Unica opera a vivere di un’esistenza autonoma al di fuori del Ring, Die Walküre deve la sua popolarità all’accattivante intreccio fra necessità e sentimento, al groviglio inestricabile fra la vicenda d’amore e la tragedia del potere. I personaggi appaiono intrappolati in un dedalo di istanze morali antitetiche, la cui inconciliabilità costituisce la sostanza del conflitto. Di questo dramma tutto interiore Federico Tiezzi è grande interprete. Il suo allestimento, non a caso vincitore del premio Abbiati nel lontano 2006, torna al San Carlo di Napoli dove fu acclamato allora.
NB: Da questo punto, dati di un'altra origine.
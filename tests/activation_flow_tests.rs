use axum::{
    body::Body,
    http::{header, Request, StatusCode},
};
use enroll::{
    config::RegistrationConfig,
    handlers,
    repositories::{SqliteRegistrationTokenRepository, SqliteUserRepository, UserRepository},
    services::RegistrationService,
    test_utils::test_helpers::{self, RecordingEmailService, SentMail},
    AppState,
};
use std::sync::{Arc, Mutex};
use tower::util::ServiceExt;

async fn test_app() -> (axum::Router, Arc<Mutex<Vec<SentMail>>>, sqlx::SqlitePool) {
    let pool = test_helpers::create_test_db().await.unwrap();

    let config = RegistrationConfig::new(
        "/activate".to_string(),
        60,
        "Activate your account".to_string(),
        "Please visit {activation_link} to activate your account.".to_string(),
    )
    .unwrap();

    let email = RecordingEmailService::default();
    let sent = email.sent_mails();

    let registration_service = Arc::new(RegistrationService::new(
        config,
        Arc::new(SqliteRegistrationTokenRepository::new(pool.clone())),
        Arc::new(SqliteUserRepository::new(pool.clone())),
        Box::new(email),
    ));

    let state = AppState {
        registration_service,
        pool: pool.clone(),
    };

    (handlers::router(state), sent, pool)
}

fn register_request(email: &str) -> Request<Body> {
    Request::builder()
        .method("POST")
        .uri("/register")
        .header(header::HOST, "example.org")
        .header("x-forwarded-proto", "https")
        .header(header::CONTENT_TYPE, "application/json")
        .body(Body::from(format!(r#"{{"email":"{email}"}}"#)))
        .unwrap()
}

fn token_from_body(body: &str) -> String {
    body.split("?token=")
        .nth(1)
        .expect("mail body should contain a token parameter")
        .chars()
        .take_while(|c| c.is_ascii_hexdigit())
        .collect()
}

#[tokio::test]
async fn register_then_activate_end_to_end() {
    let (app, sent, pool) = test_app().await;

    let response = app
        .clone()
        .oneshot(register_request("new@example.com"))
        .await
        .unwrap();
    assert_eq!(response.status(), StatusCode::OK);

    let token = {
        let mails = sent.lock().unwrap();
        assert_eq!(mails.len(), 1);
        assert_eq!(mails[0].to, "new@example.com");
        assert!(mails[0].body.contains("https://example.org/activate?token="));
        token_from_body(&mails[0].body)
    };

    let response = app
        .clone()
        .oneshot(
            Request::builder()
                .uri(format!("/activate?token={token}"))
                .body(Body::empty())
                .unwrap(),
        )
        .await
        .unwrap();
    assert_eq!(response.status(), StatusCode::OK);

    let users = SqliteUserRepository::new(pool);
    let user = users
        .find_by_email("new@example.com")
        .await
        .unwrap()
        .unwrap();
    assert!(user.email_verified);

    // The token was deleted on activation; replaying the link fails
    let replay = app
        .oneshot(
            Request::builder()
                .uri(format!("/activate?token={token}"))
                .body(Body::empty())
                .unwrap(),
        )
        .await
        .unwrap();
    assert_eq!(replay.status(), StatusCode::NOT_FOUND);
}

#[tokio::test]
async fn registering_a_verified_address_sends_nothing_but_looks_identical() {
    let (app, sent, pool) = test_app().await;

    test_helpers::insert_test_user(&pool, "done@example.com", true)
        .await
        .unwrap();

    let response = app
        .oneshot(register_request("done@example.com"))
        .await
        .unwrap();

    assert_eq!(response.status(), StatusCode::OK);
    assert!(sent.lock().unwrap().is_empty());
}

#[tokio::test]
async fn invalid_email_is_rejected() {
    let (app, sent, _pool) = test_app().await;

    let response = app.oneshot(register_request("not-an-email")).await.unwrap();

    assert_eq!(response.status(), StatusCode::BAD_REQUEST);
    assert!(sent.lock().unwrap().is_empty());
}

#[tokio::test]
async fn missing_host_header_sends_no_mail() {
    let (app, sent, _pool) = test_app().await;

    let request = Request::builder()
        .method("POST")
        .uri("/register")
        .header(header::CONTENT_TYPE, "application/json")
        .body(Body::from(r#"{"email":"new@example.com"}"#))
        .unwrap();

    let response = app.oneshot(request).await.unwrap();

    assert_eq!(response.status(), StatusCode::INTERNAL_SERVER_ERROR);
    assert!(sent.lock().unwrap().is_empty());
}

#[tokio::test]
async fn unknown_token_is_not_found() {
    let (app, _sent, _pool) = test_app().await;

    let response = app
        .oneshot(
            Request::builder()
                .uri("/activate?token=deadbeef")
                .body(Body::empty())
                .unwrap(),
        )
        .await
        .unwrap();

    assert_eq!(response.status(), StatusCode::NOT_FOUND);
}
La grandezza del teatro wagneriano risiede nella capacità di evocare la tradizione, costruendo un universo di enorme impatto sull’intera cultura occidentale. Nell’allestire il dramma, Tiezzi attinge dalla propria esperienza maturata nel campo del teatro di prosa. Per questo sottolinea la fragilità di Siegmund, eroe perseguitato destinato alla sconfitta, mentre nell’amore per Sieglinde evidenzia l’effimera ricomposizione dei legami familiari, destinata a infrangersi di fronte alle incertezze di Wotan. Analogamente al Tristan, il trasporto passionale diviene identificazione assoluta con l’altro, simbiosi di due identità che in realtà sono una cosa sola. Fulcro del dramma il rovello amletico di Wotan, diviso fra la necessità di preservare la libertà della stirpe da lui stesso generata, unica possibilità di salvezza per gli dei, mantenendo nel contempo fede alle leggi delle quali dovrebbe essere garante, come gli ricorda con fermezza la consorte Fricka. In questa trama il dio resterà impigliato, condannato nel prosieguo del Ring a percorrere la terra in veste di viandante, abdicando suo malgrado a dirigere i destini degli uomini. 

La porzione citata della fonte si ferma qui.